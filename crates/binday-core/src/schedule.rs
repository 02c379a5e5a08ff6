//! Schedule generation.
//!
//! A [`Schedule`] applies the Nth-weekday rule to every month of a fixed
//! span of years and anchors each resulting date at a wall-clock hour in a
//! named time zone. Resolving the wall-clock time through the tz database is
//! what keeps the timestamps correct across daylight-saving transitions.

use chrono::{DateTime, NaiveDateTime, TimeZone, Weekday};
use chrono_tz::Tz;
use thiserror::Error;

use crate::rule::nth_weekday_with_offset;

/// Errors produced while generating a schedule.
#[derive(Debug, Error, PartialEq, Eq)]
pub enum ScheduleError {
    /// The rule found no matching day in the month.
    #[error("no matching day in {year}-{month:02}")]
    NoMatchingDay { year: i32, month: u32 },

    /// The configured hour does not name a valid time of day.
    #[error("invalid hour of day: {0}")]
    InvalidHour(u32),

    /// The wall-clock time does not exist, or exists twice, in the zone
    /// (daylight-saving gap or fold).
    #[error("local time {0} is not unique in time zone {1}")]
    UnresolvableLocalTime(NaiveDateTime, Tz),
}

/// A fixed monthly recurrence over a span of years.
///
/// One target per month: the `occurrence`-th `weekday`, shifted by
/// `day_offset` days, at `hour`:00 local time in `tz`.
#[derive(Debug, Clone)]
pub struct Schedule {
    /// First year to generate.
    pub start_year: i32,
    /// Number of consecutive years to generate.
    pub years: u32,
    /// Target weekday.
    pub weekday: Weekday,
    /// Which occurrence of the weekday within the month (1-based).
    pub occurrence: u32,
    /// Days added to the matched date (negative steps back).
    pub day_offset: i64,
    /// Local hour of day the event is anchored at.
    pub hour: u32,
    /// Time zone all targets are resolved in.
    pub tz: Tz,
}

impl Schedule {
    /// Resolves the rule for a single month.
    pub fn target_for_month(&self, year: i32, month: u32) -> Result<DateTime<Tz>, ScheduleError> {
        let day = nth_weekday_with_offset(year, month, self.weekday, self.occurrence, self.day_offset)
            .ok_or(ScheduleError::NoMatchingDay { year, month })?;
        let naive = day
            .and_hms_opt(self.hour, 0, 0)
            .ok_or(ScheduleError::InvalidHour(self.hour))?;
        self.tz
            .from_local_datetime(&naive)
            .single()
            .ok_or(ScheduleError::UnresolvableLocalTime(naive, self.tz))
    }

    /// Generates every target in the window, one per month, in
    /// chronological order. The result always holds `years * 12` entries.
    pub fn target_dates(&self) -> Result<Vec<DateTime<Tz>>, ScheduleError> {
        let mut dates = Vec::with_capacity(self.years as usize * 12);
        for year in self.start_year..self.start_year + self.years as i32 {
            for month in 1..=12 {
                dates.push(self.target_for_month(year, month)?);
            }
        }
        Ok(dates)
    }
}

#[cfg(test)]
mod tests {
    use super::*;
    use chrono::{Datelike, Offset, Timelike};
    use chrono_tz::Europe::Paris;

    fn bin_schedule() -> Schedule {
        Schedule {
            start_year: 2023,
            years: 10,
            weekday: Weekday::Thu,
            occurrence: 4,
            day_offset: -1,
            hour: 16,
            tz: Paris,
        }
    }

    #[test]
    fn one_date_per_month_in_order() {
        let dates = bin_schedule().target_dates().unwrap();
        assert_eq!(dates.len(), 120);
        for (i, date) in dates.iter().enumerate() {
            assert_eq!(date.year(), 2023 + (i / 12) as i32);
            assert_eq!(date.month(), (i % 12) as u32 + 1);
        }
        assert!(dates.windows(2).all(|w| w[0] < w[1]));
    }

    #[test]
    fn targets_keep_the_local_hour() {
        let dates = bin_schedule().target_dates().unwrap();
        assert!(dates.iter().all(|d| d.hour() == 16 && d.minute() == 0));
    }

    #[test]
    fn dst_offsets_are_honored() {
        let schedule = bin_schedule();
        // Paris is UTC+1 in winter, UTC+2 in summer.
        let january = schedule.target_for_month(2024, 1).unwrap();
        assert_eq!(january.offset().fix().local_minus_utc(), 3600);
        let july = schedule.target_for_month(2024, 7).unwrap();
        assert_eq!(july.offset().fix().local_minus_utc(), 7200);
    }

    #[test]
    fn fourth_thursday_minus_one_lands_on_wednesday() {
        let date = bin_schedule().target_for_month(2024, 1).unwrap();
        assert_eq!(date.date_naive(), chrono::NaiveDate::from_ymd_opt(2024, 1, 24).unwrap());
        assert_eq!(date.weekday(), Weekday::Wed);
    }

    #[test]
    fn dst_gap_is_a_defined_error() {
        // 2024-03-31 is the 5th Sunday of March; 02:00 falls in the
        // spring-forward gap in Paris.
        let schedule = Schedule {
            occurrence: 5,
            weekday: Weekday::Sun,
            day_offset: 0,
            hour: 2,
            ..bin_schedule()
        };
        let err = schedule.target_for_month(2024, 3).unwrap_err();
        assert!(matches!(err, ScheduleError::UnresolvableLocalTime(..)));
    }

    #[test]
    fn dst_fold_is_a_defined_error() {
        // 2024-10-27 is the 4th Sunday of October; 02:00 occurs twice.
        let schedule = Schedule {
            weekday: Weekday::Sun,
            day_offset: 0,
            hour: 2,
            ..bin_schedule()
        };
        let err = schedule.target_for_month(2024, 10).unwrap_err();
        assert!(matches!(err, ScheduleError::UnresolvableLocalTime(..)));
    }

    #[test]
    fn missing_occurrence_is_a_defined_error() {
        let schedule = Schedule {
            occurrence: 5,
            ..bin_schedule()
        };
        let err = schedule.target_dates().unwrap_err();
        assert!(matches!(err, ScheduleError::NoMatchingDay { .. }));
    }

    #[test]
    fn invalid_hour_is_a_defined_error() {
        let schedule = Schedule {
            hour: 24,
            ..bin_schedule()
        };
        assert_eq!(
            schedule.target_for_month(2024, 1).unwrap_err(),
            ScheduleError::InvalidHour(24)
        );
    }
}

What to work on
Whenever a line of the data above includes the word "self", copy that line.

Answer box
    pub fn target_for_month(&self, year: i32, month: u32) -> Result<DateTime<Tz>, ScheduleError> {
        let day = nth_weekday_with_offset(year, month, self.weekday, self.occurrence, self.day_offset)
            .and_hms_opt(self.hour, 0, 0)
            .ok_or(ScheduleError::InvalidHour(self.hour))?;
        self.tz
            .ok_or(ScheduleError::UnresolvableLocalTime(naive, self.tz))
    pub fn target_dates(&self) -> Result<Vec<DateTime<Tz>>, ScheduleError> {
        let mut dates = Vec::with_capacity(self.years as usize * 12);
        for year in self.start_year..self.start_year + self.years as i32 {
                dates.push(self.target_for_month(year, month)?);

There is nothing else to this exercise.